If the person whose records you are trying to obtain is your client, the process is fairly easy. The client, or the client’s relatives, will be able to tell you which health care organizations (e.g., hospitals, doctors’ offices, clinics, etc.) provided the treatment, and you can proceed to obtain those records in a relatively informal matter. If the records belong to an adversary or a non-party, however, you will need to rely on a court proceeding to obtain the information or obtain it through regular discovery in the lawsuit or pre-suit disclosure.

Regardless of whose records you are trying to obtain, you must submit a form that complies with the Health Insurance Portability and Accountability Act (HIPAA). Under HIPAA patients and their legal and authorized representatives are entitled to review medical records pertaining to their own medical treatment. I normally prefer to have my clients attempt to obtain their own medical records because requests from patients themselves do not set off all the bells and whistles at the health care organizations that a letter from an attorney does. Once you have rung that bell, you will need to deal with excruciating delays and the possibility that defensive entries will now be made in the records.

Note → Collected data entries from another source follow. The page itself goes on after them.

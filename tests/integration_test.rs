use kvrepl::{
    Coordinator, KeyValueService, KvRpcClient, LocalEnsemble, LocalNetwork, LocalSession, NodeAddr, NodeCreationError,
    NodeOptions, PeerConnection, Role, RoleSnapshot, StorageNode, StorageNodeConfig,
};
use std::error::Error;
use std::sync::Arc;
use tokio::time::{timeout, Duration};

const ROOT: &str = "/kv";
const CONVERGENCE_TIMEOUT: Duration = Duration::from_secs(5);

struct LocalCluster {
    ensemble: LocalEnsemble,
    network: LocalNetwork,
}

struct ClusterMember {
    node: StorageNode,
    session: Arc<LocalSession>,
}

impl LocalCluster {
    fn new() -> Self {
        let ensemble = LocalEnsemble::new();
        ensemble.create_root(ROOT);
        LocalCluster {
            ensemble,
            network: LocalNetwork::new(),
        }
    }

    async fn join(&self, port: u16) -> Result<ClusterMember, NodeCreationError> {
        let session = Arc::new(self.ensemble.session());
        let node = kvrepl::try_create_local_storage_node(
            config(port, kvrepl::discard_logger()),
            session.clone(),
            self.network.clone(),
        )
        .await?;

        Ok(ClusterMember { node, session })
    }

    // Simulates a process crash: unreachable on the network and its ephemeral entry expires.
    fn crash(&self, member: &ClusterMember) {
        self.network.set_down(member.node.addr(), true);
        member.session.close();
    }
}

fn config(port: u16, info_logger: slog::Logger) -> StorageNodeConfig {
    StorageNodeConfig {
        host: "127.0.0.1".to_string(),
        port,
        root_path: ROOT.to_string(),
        info_logger,
        options: NodeOptions {
            membership_retry_delay: Some(Duration::from_millis(20)),
            rpc_timeout: Some(Duration::from_millis(500)),
            connect_timeout: Some(Duration::from_millis(500)),
            ..NodeOptions::default()
        },
    }
}

async fn wait_for_snapshot(node: &StorageNode, expected: RoleSnapshot) {
    let mut listener = node.role_listener();
    timeout(CONVERGENCE_TIMEOUT, listener.wait_for(|s| *s == expected))
        .await
        .unwrap_or_else(|_| panic!("{} did not reach {:?} in time", node.addr(), expected))
        .expect("node dropped");
}

async fn wait_until<F: Fn() -> bool>(condition: F) {
    timeout(CONVERGENCE_TIMEOUT, async {
        while !condition() {
            tokio::time::sleep(Duration::from_millis(10)).await;
        }
    })
    .await
    .expect("condition not met in time");
}

fn snapshot(role: Role, alone: bool) -> RoleSnapshot {
    RoleSnapshot { role, alone }
}

#[tokio::test]
async fn three_nodes_settle_into_primary_backup_spare() -> Result<(), Box<dyn Error>> {
    let cluster = LocalCluster::new();

    let a = cluster.join(1).await?;
    assert_eq!(a.node.role_snapshot(), snapshot(Role::Primary, true));

    let b = cluster.join(2).await?;
    assert_eq!(b.node.role(), Role::Backup);
    assert!(!a.node.is_alone());

    let c = cluster.join(3).await?;
    assert_eq!(c.node.role(), Role::Spare);
    assert_eq!(a.node.role(), Role::Primary);
    assert_eq!(b.node.role(), Role::Backup);

    a.node.store().put("x".into(), "1".into()).await?;
    assert_eq!(b.node.store().get("x".into()).await?, "1");

    let violation = c.node.store().get("x".into()).await.unwrap_err();
    assert_eq!(violation.role, Role::Spare);

    Ok(())
}

#[tokio::test]
async fn primary_crash_promotes_backup_and_spare_takes_over_backup() -> Result<(), Box<dyn Error>> {
    let cluster = LocalCluster::new();
    let a = cluster.join(1).await?;
    let b = cluster.join(2).await?;
    let c = cluster.join(3).await?;

    for i in 0..100 {
        a.node.store().put(format!("k{}", i), format!("v{}", i)).await?;
    }

    cluster.crash(&a);

    wait_for_snapshot(&b.node, snapshot(Role::Primary, false)).await;
    wait_for_snapshot(&c.node, snapshot(Role::Backup, false)).await;
    // A spare holds no data until its transfer has completed.
    wait_until(|| c.node.store().len() == 100).await;

    // Data written before the crash survived on the old backup and was transferred on.
    assert_eq!(b.node.store().get("k42".into()).await?, "v42");
    assert_eq!(c.node.store().get("k99".into()).await?, "v99");

    // New writes replicate to the new backup.
    b.node.store().put("after".into(), "crash".into()).await?;
    assert_eq!(c.node.store().get("after".into()).await?, "crash");

    Ok(())
}

#[tokio::test]
async fn lone_backup_becomes_alone_primary() -> Result<(), Box<dyn Error>> {
    let cluster = LocalCluster::new();
    let a = cluster.join(1).await?;
    let b = cluster.join(2).await?;

    cluster.crash(&a);

    wait_for_snapshot(&b.node, snapshot(Role::Primary, true)).await;

    // Alone: writes succeed without anyone to forward to.
    b.node.store().put("k".into(), "v".into()).await?;
    assert_eq!(b.node.store().get("k".into()).await?, "v");

    Ok(())
}

#[tokio::test]
async fn restarted_node_rejoins_as_backup() -> Result<(), Box<dyn Error>> {
    let cluster = LocalCluster::new();
    let a = cluster.join(1).await?;
    let b = cluster.join(2).await?;
    a.node.store().put("k".into(), "v".into()).await?;

    cluster.crash(&b);
    drop(b);
    wait_for_snapshot(&a.node, snapshot(Role::Primary, true)).await;

    // Same address, new process: a fresh spare that must resync.
    let b = cluster.join(2).await?;
    assert_eq!(b.node.role(), Role::Backup);
    assert_eq!(b.node.store().get("k".into()).await?, "v");
    assert!(!a.node.is_alone());

    Ok(())
}

#[tokio::test]
async fn membership_root_must_exist() {
    let ensemble = LocalEnsemble::new();
    let session = Arc::new(ensemble.session());

    let result =
        kvrepl::try_create_local_storage_node(config(1, kvrepl::discard_logger()), session, LocalNetwork::new()).await;

    assert!(matches!(result, Err(NodeCreationError::Coordination(_))));
}

#[tokio::test]
async fn illegal_options_are_rejected() {
    let ensemble = LocalEnsemble::new();
    ensemble.create_root(ROOT);
    let session: Arc<dyn Coordinator> = Arc::new(ensemble.session());

    let mut bad_config = config(1, kvrepl::discard_logger());
    bad_config.options.transfer_batch_size = Some(0);
    let result = kvrepl::try_create_local_storage_node(bad_config, session, LocalNetwork::new()).await;

    assert!(matches!(result, Err(NodeCreationError::IllegalOptions(_))));
    assert!(ensemble.children(ROOT).is_empty());
}

#[tokio::test]
async fn grpc_nodes_replicate_and_reject_spare_requests() -> Result<(), Box<dyn Error>> {
    let ensemble = LocalEnsemble::new();
    ensemble.create_root(ROOT);
    let ports = [47311, 47312, 47313];

    let mut nodes = Vec::with_capacity(ports.len());
    for &port in ports.iter() {
        let session: Arc<dyn Coordinator> = Arc::new(ensemble.session());
        let logger = kvrepl::create_root_logger_for_stdout(format!("127.0.0.1:{}", port));
        let node = kvrepl::try_create_storage_node(config(port, logger), session).await?;
        nodes.push(node);
    }
    assert_eq!(nodes[0].role(), Role::Primary);
    assert_eq!(nodes[1].role(), Role::Backup);
    assert_eq!(nodes[2].role(), Role::Spare);

    let connect = |port: u16| {
        KvRpcClient::connect(
            NodeAddr::new("127.0.0.1", port),
            Duration::from_secs(1),
            Duration::from_secs(1),
        )
    };

    let mut primary = connect(ports[0]).await?;
    primary.put("hello".into(), "world".into()).await??;
    assert_eq!(primary.get("hello".into()).await??, "world");
    assert_eq!(primary.get("absent".into()).await??, "");

    let mut backup = connect(ports[1]).await?;
    assert_eq!(backup.get("hello".into()).await??, "world");

    let mut spare = connect(ports[2]).await?;
    let violation = spare.get("hello".into()).await?.unwrap_err();
    assert_eq!(violation.role, Role::Spare);
    assert!(!spare.ping().await?);
    assert!(primary.ping().await?);

    Ok(())
}

#[tokio::test]
async fn taken_port_is_a_startup_error() -> Result<(), Box<dyn Error>> {
    let ensemble = LocalEnsemble::new();
    ensemble.create_root(ROOT);
    let _squatter = std::net::TcpListener::bind("0.0.0.0:47321")?;

    let session: Arc<dyn Coordinator> = Arc::new(ensemble.session());
    let result = kvrepl::try_create_storage_node(config(47321, kvrepl::discard_logger()), session).await;

    assert!(matches!(result, Err(NodeCreationError::ServerUnavailable(_))));
    assert!(ensemble.children(ROOT).is_empty());
    Ok(())
}

#[tokio::test]
async fn shutdown_stops_the_rpc_server() -> Result<(), Box<dyn Error>> {
    let ensemble = LocalEnsemble::new();
    ensemble.create_root(ROOT);
    let port = 47331;

    let session: Arc<dyn Coordinator> = Arc::new(ensemble.session());
    let node = kvrepl::try_create_storage_node(config(port, kvrepl::discard_logger()), session).await?;
    assert!(tokio::net::TcpStream::connect(("127.0.0.1", port)).await.is_ok());

    node.shutdown();

    timeout(CONVERGENCE_TIMEOUT, async {
        while tokio::net::TcpStream::connect(("127.0.0.1", port)).await.is_ok() {
            tokio::time::sleep(Duration::from_millis(10)).await;
        }
    })
    .await?;
    Ok(())
}
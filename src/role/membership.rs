use crate::coordination::{CoordinationError, Coordinator, MembershipWatch};
use crate::peer::{NodeAddr, ParseNodeAddrError};
use std::sync::Arc;
use tokio::time::Duration;

/// MembershipView is the list of live nodes ordered by join sequence. The first entry is the
/// presumptive primary regardless of the role it reports.
#[derive(Debug, Clone, PartialEq)]
pub(crate) struct MembershipView {
    entries: Vec<MemberEntry>,
}

#[derive(Debug, Clone, PartialEq)]
pub(crate) struct MemberEntry {
    pub(crate) name: String,
    pub(crate) addr: NodeAddr,
}

impl MembershipView {
    /// Sorts `entries` by name, which ensemble sequence suffixes make equivalent to join order.
    pub(crate) fn new(mut entries: Vec<MemberEntry>) -> Self {
        entries.sort_by(|a, b| a.name.cmp(&b.name));
        MembershipView { entries }
    }

    pub(crate) fn len(&self) -> usize {
        self.entries.len()
    }

    pub(crate) fn get(&self, position: usize) -> Option<&MemberEntry> {
        self.entries.get(position)
    }
}

#[derive(Debug, thiserror::Error)]
pub(crate) enum MembershipError {
    #[error(transparent)]
    Coordination(#[from] CoordinationError),
    #[error("Membership list is empty")]
    Empty,
    #[error("Entry '{name}' has a non UTF-8 payload")]
    NonUtf8Payload { name: String },
    #[error("Entry '{name}' has a malformed payload: {source}")]
    MalformedPayload {
        name: String,
        #[source]
        source: ParseNodeAddrError,
    },
}

/// MembershipReader fetches a fresh `MembershipView` and reinstalls the change watch.
pub(crate) struct MembershipReader {
    logger: slog::Logger,
    coordinator: Arc<dyn Coordinator>,
    root: String,
    retry_delay: Duration,
}

impl MembershipReader {
    pub(crate) fn new(
        logger: slog::Logger,
        coordinator: Arc<dyn Coordinator>,
        root: String,
        retry_delay: Duration,
    ) -> Self {
        MembershipReader {
            logger,
            coordinator,
            root,
            retry_delay,
        }
    }

    /// `fetch()` retries with a fixed delay until it gets a non-empty view. It only gives up, with
    /// `None`, once the coordination session is closed.
    pub(crate) async fn fetch(&self) -> Option<(MembershipView, MembershipWatch)> {
        loop {
            match self.try_fetch().await {
                Ok(fetched) => return Some(fetched),
                Err(MembershipError::Coordination(CoordinationError::Closed)) => {
                    slog::info!(self.logger, "Coordination session closed. Stopping membership reads.");
                    return None;
                }
                Err(MembershipError::Empty) => {
                    // Our own entry is not visible yet.
                    slog::debug!(self.logger, "Empty membership list, retrying in {:?}", self.retry_delay);
                }
                Err(e) => {
                    slog::warn!(self.logger, "Membership read failed, retrying in {:?}: {}", self.retry_delay, e);
                }
            }
            tokio::time::sleep(self.retry_delay).await;
        }
    }

    async fn try_fetch(&self) -> Result<(MembershipView, MembershipWatch), MembershipError> {
        self.coordinator.sync(&self.root).await?;
        let (children, watch) = self.coordinator.watch_children(&self.root).await?;
        if children.is_empty() {
            return Err(MembershipError::Empty);
        }

        let mut entries = Vec::with_capacity(children.len());
        for name in children {
            let payload = self.coordinator.data(&self.root, &name).await?;
            let addr = parse_payload(&name, payload)?;
            entries.push(MemberEntry { name, addr });
        }

        Ok((MembershipView::new(entries), watch))
    }
}

fn parse_payload(name: &str, payload: Vec<u8>) -> Result<NodeAddr, MembershipError> {
    let text = String::from_utf8(payload).map_err(|_| MembershipError::NonUtf8Payload { name: name.to_string() })?;
    text.parse().map_err(|source| MembershipError::MalformedPayload {
        name: name.to_string(),
        source,
    })
}
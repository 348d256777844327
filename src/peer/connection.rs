use crate::peer::NodeAddr;
use std::fmt;

/// PeerConnector opens connections to other storage nodes. The gRPC transport and the in-process
/// test network both implement it, so the pool and the role state machine never see the wire.
#[async_trait::async_trait]
pub trait PeerConnector: Send + Sync + 'static {
    async fn connect(&self, addr: &NodeAddr) -> Result<Box<dyn PeerConnection>, PeerError>;
}

/// PeerConnection is one open connection to a single peer, carrying the peer-to-peer half of the
/// RPC surface.
#[async_trait::async_trait]
pub trait PeerConnection: Send {
    fn addr(&self) -> &NodeAddr;

    async fn ping(&mut self) -> Result<bool, PeerError>;

    async fn forward_request(&mut self, key: String, value: String, sequence: u64) -> Result<(), PeerError>;

    async fn complete_data_transfer(&mut self, target: NodeAddr) -> Result<(), PeerError>;

    async fn set_map(&mut self, keys: Vec<String>, values: Vec<String>) -> Result<(), PeerError>;
}

impl fmt::Debug for dyn PeerConnection {
    fn fmt(&self, f: &mut fmt::Formatter<'_>) -> fmt::Result {
        write!(f, "PeerConnection({})", self.addr())
    }
}

#[derive(Debug, thiserror::Error)]
pub enum PeerError {
    #[error("Failed to connect to {addr}: {message}")]
    Connect { addr: NodeAddr, message: String },
    #[error("Timed out calling {0}")]
    Timeout(NodeAddr),
    #[error("Un-modeled failure from RPC call: {0:?}")]
    Rpc(tonic::Status),
    #[error("Explicit server fault: {0}")]
    RemoteFault(String),
    #[error("Malformed reply: {0}")]
    MalformedReply(&'static str),
    #[error("Node {0} is down")]
    NodeDown(NodeAddr),
}

impl From<tonic::Status> for PeerError {
    fn from(status: tonic::Status) -> Self {
        PeerError::Rpc(status)
    }
}
use crate::grpc::grpc_kv_server::{GrpcKv, GrpcKvServer};
use crate::grpc::{
    proto_data_transfer_result, proto_get_result, proto_kv_error, proto_put_result, ProtoDataTransferReq,
    ProtoDataTransferResult, ProtoDataTransferSuccess, ProtoForwardReq, ProtoForwardResult, ProtoGetReq,
    ProtoGetResult, ProtoGetSuccess, ProtoKvError, ProtoPingReq, ProtoPingResult, ProtoPutReq, ProtoPutResult,
    ProtoPutSuccess, ProtoRoleViolation, ProtoServerFault, ProtoSetMapReq, ProtoSetMapResult,
};
use crate::peer::NodeAddr;
use crate::server::RpcServerShutdownSignal;
use crate::store::{DataTransferError, DataTransferSummary, KeyValueService, RoleViolation};
use std::convert::TryFrom;
use std::net::SocketAddr;
use std::sync::Arc;
use tonic::transport::Server;
use tonic::{Request, Response, Status};

/// RpcServer is the type that implements the storage node gRPC interface on top of a
/// `KeyValueService`.
pub(crate) struct RpcServer<S: KeyValueService> {
    logger: slog::Logger,
    service: Arc<S>,
}

impl<S: KeyValueService> RpcServer<S> {
    pub(crate) fn new(logger: slog::Logger, service: Arc<S>) -> Self {
        RpcServer { logger, service }
    }

    pub(crate) async fn run(self, socket_addr: SocketAddr, shutdown_signal: RpcServerShutdownSignal) {
        let logger = self.logger.clone();
        slog::info!(logger, "Listening on '{:?}'", socket_addr);

        let result = Server::builder()
            .add_service(GrpcKvServer::new(self))
            .serve_with_shutdown(socket_addr, shutdown_signal)
            .await;

        slog::info!(logger, "Server run() has exited: {:?}", result);
    }

    fn convert_kv_error(err: RoleViolation) -> ProtoKvError {
        ProtoKvError {
            err: Some(proto_kv_error::Err::RoleViolation(ProtoRoleViolation {
                role: err.role.to_string(),
            })),
        }
    }

    fn convert_get_result(app_result: Result<String, RoleViolation>) -> ProtoGetResult {
        match app_result {
            Ok(value) => ProtoGetResult {
                result: Some(proto_get_result::Result::Ok(ProtoGetSuccess { value })),
            },
            Err(e) => ProtoGetResult {
                result: Some(proto_get_result::Result::Err(Self::convert_kv_error(e))),
            },
        }
    }

    fn convert_put_result(app_result: Result<(), RoleViolation>) -> ProtoPutResult {
        match app_result {
            Ok(()) => ProtoPutResult {
                result: Some(proto_put_result::Result::Ok(ProtoPutSuccess {
                    // Empty
                })),
            },
            Err(e) => ProtoPutResult {
                result: Some(proto_put_result::Result::Err(Self::convert_kv_error(e))),
            },
        }
    }

    fn convert_data_transfer_input(rpc_request: ProtoDataTransferReq) -> Result<NodeAddr, Status> {
        if rpc_request.host.is_empty() {
            return Err(Status::invalid_argument("DataTransfer target host is empty"));
        }
        let port = u16::try_from(rpc_request.port)
            .map_err(|_| Status::invalid_argument(format!("DataTransfer target port {} out of range", rpc_request.port)))?;

        Ok(NodeAddr::new(rpc_request.host, port))
    }

    fn convert_data_transfer_result(
        app_result: Result<DataTransferSummary, DataTransferError>,
    ) -> ProtoDataTransferResult {
        match app_result {
            Ok(summary) => ProtoDataTransferResult {
                result: Some(proto_data_transfer_result::Result::Ok(ProtoDataTransferSuccess {
                    entries_sent: summary.entries_sent,
                    batches_sent: summary.batches_sent,
                })),
            },
            Err(e) => ProtoDataTransferResult {
                result: Some(proto_data_transfer_result::Result::Err(ProtoServerFault {
                    message: e.to_string(),
                })),
            },
        }
    }

    fn convert_set_map_input(rpc_request: ProtoSetMapReq) -> Result<(Vec<String>, Vec<String>), Status> {
        if rpc_request.keys.len() != rpc_request.values.len() {
            return Err(Status::invalid_argument(format!(
                "SetMap has {} keys but {} values",
                rpc_request.keys.len(),
                rpc_request.values.len()
            )));
        }
        Ok((rpc_request.keys, rpc_request.values))
    }
}

#[async_trait::async_trait]
impl<S: KeyValueService> GrpcKv for RpcServer<S> {
    async fn get(&self, rpc_request_wrapped: Request<ProtoGetReq>) -> Result<Response<ProtoGetResult>, Status> {
        let rpc_request = rpc_request_wrapped.into_inner();

        slog::debug!(self.logger, "ServerWire - {:?}", rpc_request);
        let app_result = self.service.get(rpc_request.key).await;
        let rpc_reply = Self::convert_get_result(app_result);
        slog::debug!(self.logger, "ServerWire - {:?}", rpc_reply);

        Ok(Response::new(rpc_reply))
    }

    async fn put(&self, rpc_request_wrapped: Request<ProtoPutReq>) -> Result<Response<ProtoPutResult>, Status> {
        let rpc_request = rpc_request_wrapped.into_inner();

        slog::debug!(self.logger, "ServerWire - {:?}", rpc_request);
        let app_result = self.service.put(rpc_request.key, rpc_request.value).await;
        let rpc_reply = Self::convert_put_result(app_result);
        slog::debug!(self.logger, "ServerWire - {:?}", rpc_reply);

        Ok(Response::new(rpc_reply))
    }

    async fn forward_request(
        &self,
        rpc_request_wrapped: Request<ProtoForwardReq>,
    ) -> Result<Response<ProtoForwardResult>, Status> {
        let rpc_request = rpc_request_wrapped.into_inner();

        self.service
            .forward_request(rpc_request.key, rpc_request.value, rpc_request.sequence)
            .await;

        Ok(Response::new(ProtoForwardResult {
            // Empty
        }))
    }

    async fn ping(&self, _rpc_request_wrapped: Request<ProtoPingReq>) -> Result<Response<ProtoPingResult>, Status> {
        let eligible = self.service.ping().await;
        Ok(Response::new(ProtoPingResult { eligible }))
    }

    async fn complete_data_transfer(
        &self,
        rpc_request_wrapped: Request<ProtoDataTransferReq>,
    ) -> Result<Response<ProtoDataTransferResult>, Status> {
        let rpc_request = rpc_request_wrapped.into_inner();

        slog::debug!(self.logger, "ServerWire - {:?}", rpc_request);
        let target = Self::convert_data_transfer_input(rpc_request)?;
        let app_result = self.service.complete_data_transfer(target).await;
        let rpc_reply = Self::convert_data_transfer_result(app_result);
        slog::debug!(self.logger, "ServerWire - {:?}", rpc_reply);

        Ok(Response::new(rpc_reply))
    }

    async fn set_map(&self, rpc_request_wrapped: Request<ProtoSetMapReq>) -> Result<Response<ProtoSetMapResult>, Status> {
        let rpc_request = rpc_request_wrapped.into_inner();

        // Batches can hold 100k entries; only log their size.
        slog::debug!(self.logger, "ServerWire - SetMap with {} keys", rpc_request.keys.len());
        let (keys, values) = Self::convert_set_map_input(rpc_request)?;
        self.service.set_map(keys, values).await;

        Ok(Response::new(ProtoSetMapResult {
            // Empty
        }))
    }
}
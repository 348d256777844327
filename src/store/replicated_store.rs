use crate::peer::NodeAddr;
use crate::pool::{ConnectionPool, PoolError};
use crate::role::{Role, RoleSnapshot};
use crate::store::maps::{ForwardOutcome, KvMaps};
use crate::store::node_state::{NodeState, RoleListener};
use crate::store::service::{DataTransferError, DataTransferSummary, KeyValueService, RoleViolation};
use crate::store::transfer;
use std::sync::atomic::{AtomicU64, Ordering};

/// ReplicatedStore is a node's in-memory key/value data plus its replication duties. As primary it
/// forwards every write to the backup (while one is known), and sources bulk transfers. As backup
/// it applies forwarded writes by sequence number.
pub struct ReplicatedStore {
    logger: slog::Logger,
    maps: KvMaps,
    state: NodeState,
    // One global counter. Backups order writes per key by it.
    next_sequence: AtomicU64,
    backup_pool: ConnectionPool,
    transfer_batch_size: usize,
}

impl ReplicatedStore {
    pub(crate) fn new(logger: slog::Logger, backup_pool: ConnectionPool, transfer_batch_size: usize) -> Self {
        ReplicatedStore {
            logger,
            maps: KvMaps::default(),
            state: NodeState::new_spare(),
            next_sequence: AtomicU64::new(0),
            backup_pool,
            transfer_batch_size,
        }
    }

    pub fn role(&self) -> Role {
        self.state.role()
    }

    pub fn is_alone(&self) -> bool {
        self.state.is_alone()
    }

    pub fn role_snapshot(&self) -> RoleSnapshot {
        self.state.snapshot()
    }

    pub fn role_listener(&self) -> RoleListener {
        self.state.listener()
    }

    pub fn len(&self) -> usize {
        self.maps.len()
    }

    pub(crate) fn set_role(&self, role: Role) {
        let previous = self.state.set_role(role);
        if previous != role {
            slog::info!(self.logger, "Role changed: {} -> {}", previous, role);
        }
    }

    pub(crate) fn set_alone(&self, alone: bool) {
        let previous = self.state.set_alone(alone);
        if previous != alone {
            slog::info!(self.logger, "Alone flag changed: {} -> {}", previous, alone);
        }
    }

    fn check_serving(&self) -> Result<(), RoleViolation> {
        match self.state.role() {
            Role::Spare => Err(RoleViolation { role: Role::Spare }),
            Role::Primary | Role::Backup => Ok(()),
        }
    }

    async fn forward_to_backup(&self, key: String, value: String) {
        let sequence = self.next_sequence.fetch_add(1, Ordering::SeqCst) + 1;
        let target = self.backup_pool.destination();

        let mut connection = match self.backup_pool.pop_connection().await {
            Ok(c) => c,
            Err(e) => {
                self.on_backup_lost(target.as_ref(), &e);
                return;
            }
        };

        match connection.forward_request(key, value, sequence).await {
            Ok(()) => self.backup_pool.add_connection(connection),
            Err(e) => {
                let failed = connection.addr().clone();
                self.on_backup_lost(Some(&failed), &PoolError::Connect(e));
            }
        }
    }

    // No retry: forwarding resumes once a new backup completes a data transfer. A failure against
    // a backup the pool no longer targets says nothing about the current one.
    fn on_backup_lost(&self, failed: Option<&NodeAddr>, cause: &PoolError) {
        if !self.is_current_backup(failed) {
            slog::debug!(self.logger, "Ignoring failure against previous backup {:?}: {}", failed, cause);
            return;
        }
        slog::warn!(self.logger, "Forwarding to backup failed, assuming backup is gone: {}", cause);
        self.set_alone(true);
    }

    fn is_current_backup(&self, addr: Option<&NodeAddr>) -> bool {
        self.backup_pool.destination().as_ref() == addr
    }

    async fn send_batch(&self, keys: Vec<String>, values: Vec<String>) -> Result<(), PoolError> {
        let mut connection = self.backup_pool.pop_connection().await?;
        connection.set_map(keys, values).await?;
        self.backup_pool.add_connection(connection);
        Ok(())
    }
}

#[async_trait::async_trait]
impl KeyValueService for ReplicatedStore {
    async fn get(&self, key: String) -> Result<String, RoleViolation> {
        self.check_serving()?;
        Ok(self.maps.get(&key).unwrap_or_default())
    }

    async fn put(&self, key: String, value: String) -> Result<(), RoleViolation> {
        self.check_serving()?;

        self.maps.put(key.clone(), value.clone());
        if !self.state.is_alone() {
            self.forward_to_backup(key, value).await;
        }
        Ok(())
    }

    async fn forward_request(&self, key: String, value: String, sequence: u64) {
        if let ForwardOutcome::Stale { recorded } = self.maps.apply_forwarded(key, value, sequence) {
            slog::debug!(
                self.logger,
                "Dropped stale forwarded write: sequence {} < recorded {}",
                sequence,
                recorded
            );
        }
    }

    async fn ping(&self) -> bool {
        self.state.role() != Role::Spare
    }

    async fn complete_data_transfer(&self, target: NodeAddr) -> Result<DataTransferSummary, DataTransferError> {
        slog::info!(self.logger, "Starting full data transfer to new backup {}", target);

        self.backup_pool.initialize_connections(target.clone()).await;
        self.set_alone(false);

        let (mut keys, mut values) = self.maps.snapshot();
        let ranges = transfer::batch_ranges(keys.len(), self.transfer_batch_size);
        let total_batches = ranges.len();

        let mut summary = DataTransferSummary::default();
        // Walk the ranges back to front so each batch can be split off the tail without copying.
        let mut batches = Vec::with_capacity(total_batches);
        for range in ranges.iter().rev() {
            batches.push((keys.split_off(range.start), values.split_off(range.start)));
        }

        for (batch, (batch_keys, batch_values)) in batches.into_iter().rev().enumerate() {
            let batch_len = batch_keys.len() as u64;
            if let Err(source) = self.send_batch(batch_keys, batch_values).await {
                // A later transfer may have retargeted the pool in the meantime.
                if self.is_current_backup(Some(&target)) {
                    self.set_alone(true);
                }
                slog::warn!(
                    self.logger,
                    "Data transfer to {} aborted at batch {}/{}: {}",
                    target,
                    batch + 1,
                    total_batches,
                    source
                );
                return Err(DataTransferError::Batch {
                    target,
                    batch: batch + 1,
                    total_batches,
                    source,
                });
            }
            summary.entries_sent += batch_len;
            summary.batches_sent += 1;
        }

        slog::info!(
            self.logger,
            "Data transfer to {} complete: {} entries in {} batches",
            target,
            summary.entries_sent,
            summary.batches_sent
        );
        Ok(summary)
    }

    async fn set_map(&self, keys: Vec<String>, values: Vec<String>) {
        if keys.len() != values.len() {
            slog::warn!(
                self.logger,
                "SetMap with {} keys but {} values; extra entries ignored",
                keys.len(),
                values.len()
            );
        }
        let inserted = self.maps.insert_absent(keys.into_iter().zip(values.into_iter()));
        slog::debug!(self.logger, "SetMap inserted {} entries", inserted);
    }
}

Believe it or not, I have found that health care organizations still will ask for a HIPAA form even when it is the patients themselves requesting information. Most bar associations have, in cooperation with the medical community, agreed upon standard HIPAA authorization forms. For example, in New York State, the approved HIPAA form can be found in the supreme court section of www.courts.state.ny.us/attorneys/forms.shtml.

Every request for the release of medical records must follow certain guidelines:

1. The request should be written on letterhead stationery if it is a request from an attorney, or it must contain the complete name and address of the patient if the request comes directly from the patient.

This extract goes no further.